Stored data entries:
▶

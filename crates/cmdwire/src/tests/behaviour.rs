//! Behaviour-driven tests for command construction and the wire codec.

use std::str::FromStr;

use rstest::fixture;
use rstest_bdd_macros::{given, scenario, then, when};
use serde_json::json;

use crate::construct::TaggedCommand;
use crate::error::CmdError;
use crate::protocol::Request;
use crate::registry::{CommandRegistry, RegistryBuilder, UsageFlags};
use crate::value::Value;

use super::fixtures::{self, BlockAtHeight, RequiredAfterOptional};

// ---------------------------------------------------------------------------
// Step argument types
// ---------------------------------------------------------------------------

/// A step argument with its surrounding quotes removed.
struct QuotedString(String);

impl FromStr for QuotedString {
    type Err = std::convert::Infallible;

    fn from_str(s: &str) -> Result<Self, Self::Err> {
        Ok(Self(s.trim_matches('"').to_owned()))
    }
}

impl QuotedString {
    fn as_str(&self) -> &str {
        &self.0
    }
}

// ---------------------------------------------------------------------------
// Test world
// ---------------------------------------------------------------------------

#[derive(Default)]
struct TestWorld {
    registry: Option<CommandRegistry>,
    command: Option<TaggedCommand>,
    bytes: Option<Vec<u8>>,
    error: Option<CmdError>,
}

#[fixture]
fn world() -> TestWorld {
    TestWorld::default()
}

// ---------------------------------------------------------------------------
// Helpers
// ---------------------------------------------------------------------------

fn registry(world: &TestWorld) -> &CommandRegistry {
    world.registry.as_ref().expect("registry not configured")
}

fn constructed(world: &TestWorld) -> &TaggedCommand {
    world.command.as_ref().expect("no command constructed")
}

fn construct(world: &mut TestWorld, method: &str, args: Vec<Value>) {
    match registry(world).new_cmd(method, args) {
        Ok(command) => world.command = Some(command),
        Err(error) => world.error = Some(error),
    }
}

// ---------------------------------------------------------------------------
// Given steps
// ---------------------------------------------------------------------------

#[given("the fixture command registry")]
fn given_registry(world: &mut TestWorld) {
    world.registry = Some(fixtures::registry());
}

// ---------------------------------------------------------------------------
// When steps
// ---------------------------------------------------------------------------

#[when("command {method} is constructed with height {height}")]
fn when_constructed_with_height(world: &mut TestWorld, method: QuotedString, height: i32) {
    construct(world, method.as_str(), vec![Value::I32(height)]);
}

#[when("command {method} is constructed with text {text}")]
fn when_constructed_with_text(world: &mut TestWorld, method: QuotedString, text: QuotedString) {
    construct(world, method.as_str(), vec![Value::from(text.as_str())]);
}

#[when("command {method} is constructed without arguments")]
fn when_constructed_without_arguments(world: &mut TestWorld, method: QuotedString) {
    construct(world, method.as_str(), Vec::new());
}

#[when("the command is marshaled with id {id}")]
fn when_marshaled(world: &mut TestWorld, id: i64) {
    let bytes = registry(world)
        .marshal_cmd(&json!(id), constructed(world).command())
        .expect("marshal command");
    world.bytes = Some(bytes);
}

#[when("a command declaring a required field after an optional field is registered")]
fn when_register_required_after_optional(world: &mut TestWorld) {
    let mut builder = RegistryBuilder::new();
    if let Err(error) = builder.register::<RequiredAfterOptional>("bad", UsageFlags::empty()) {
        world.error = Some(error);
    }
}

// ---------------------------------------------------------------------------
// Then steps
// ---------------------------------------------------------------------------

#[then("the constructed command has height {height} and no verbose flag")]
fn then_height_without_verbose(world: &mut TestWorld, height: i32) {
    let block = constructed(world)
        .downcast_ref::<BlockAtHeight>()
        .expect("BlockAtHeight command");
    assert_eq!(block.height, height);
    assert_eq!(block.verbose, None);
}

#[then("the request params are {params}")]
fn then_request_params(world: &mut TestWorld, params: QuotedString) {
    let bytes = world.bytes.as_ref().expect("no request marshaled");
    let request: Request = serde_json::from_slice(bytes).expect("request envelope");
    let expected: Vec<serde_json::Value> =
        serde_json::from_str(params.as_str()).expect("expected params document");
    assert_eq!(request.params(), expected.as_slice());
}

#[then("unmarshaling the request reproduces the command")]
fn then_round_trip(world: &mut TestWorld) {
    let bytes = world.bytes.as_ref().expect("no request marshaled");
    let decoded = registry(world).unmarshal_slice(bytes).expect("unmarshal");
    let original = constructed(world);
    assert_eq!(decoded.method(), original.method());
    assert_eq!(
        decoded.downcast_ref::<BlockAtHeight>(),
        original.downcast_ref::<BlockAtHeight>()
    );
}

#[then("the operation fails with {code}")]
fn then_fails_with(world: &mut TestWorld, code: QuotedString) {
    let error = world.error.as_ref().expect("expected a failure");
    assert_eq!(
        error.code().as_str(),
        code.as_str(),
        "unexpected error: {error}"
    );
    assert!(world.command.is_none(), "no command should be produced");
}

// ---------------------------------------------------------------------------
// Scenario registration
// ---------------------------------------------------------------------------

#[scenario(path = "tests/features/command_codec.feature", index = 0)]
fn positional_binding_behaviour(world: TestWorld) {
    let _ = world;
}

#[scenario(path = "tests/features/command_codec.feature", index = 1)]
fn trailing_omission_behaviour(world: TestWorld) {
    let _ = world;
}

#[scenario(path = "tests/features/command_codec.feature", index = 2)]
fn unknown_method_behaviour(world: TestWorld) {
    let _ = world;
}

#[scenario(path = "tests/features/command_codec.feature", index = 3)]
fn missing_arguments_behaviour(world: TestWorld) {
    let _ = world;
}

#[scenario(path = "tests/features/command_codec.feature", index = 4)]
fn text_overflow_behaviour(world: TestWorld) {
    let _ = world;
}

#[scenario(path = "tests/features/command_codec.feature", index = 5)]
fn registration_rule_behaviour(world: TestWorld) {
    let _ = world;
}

◀

What you will do:
Find the line that contains "index = 4)]". Repeat it and every line after it, exactly as written, up to and including the last line of the records above.

Task output:
#[scenario(path = "tests/features/command_codec.feature", index = 4)]
fn text_overflow_behaviour(world: TestWorld) {
    let _ = world;
}

#[scenario(path = "tests/features/command_codec.feature", index = 5)]
fn registration_rule_behaviour(world: TestWorld) {
    let _ = world;
}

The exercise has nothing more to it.